# What you should do:
Below are records to be reproduced exactly and in full.

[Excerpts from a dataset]
■ ■ ■ ■

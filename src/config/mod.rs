pub mod paths;
pub mod persistence;
pub mod schema;

pub use paths::*;
pub use persistence::*;
pub use schema::*;

fn default_mount_point() -> String {
    "~/drivefuse".to_string()
}

fn default_sync_interval_secs() -> u64 {
    30
}

fn default_sync_debounce_ms() -> u64 {
    2000
}

fn default_fuse_ttl_secs() -> u64 {
    1
}

fn default_ignored_names() -> Vec<String> {
    crate::vfs::adapter::DEFAULT_RESERVED_NAMES
        .iter()
        .map(|s| s.to_string())
        .collect()
}

fn default_shutdown_grace_ms() -> u64 {
    3000
}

■ ■ ■ ■

# Task result:
filename src/config/mod.rs
pub mod paths;
pub mod persistence;
pub mod schema;

pub use paths::*;
pub use persistence::*;
pub use schema::*;

fn default_mount_point() -> String {
    "~/drivefuse".to_string()
}

fn default_sync_interval_secs() -> u64 {
    30
}

fn default_sync_debounce_ms() -> u64 {
    2000
}

fn default_fuse_ttl_secs() -> u64 {
    1
}

fn default_ignored_names() -> Vec<String> {
    crate::vfs::adapter::DEFAULT_RESERVED_NAMES
        .iter()
        .map(|s| s.to_string())
        .collect()
}

fn default_shutdown_grace_ms() -> u64 {
    3000
}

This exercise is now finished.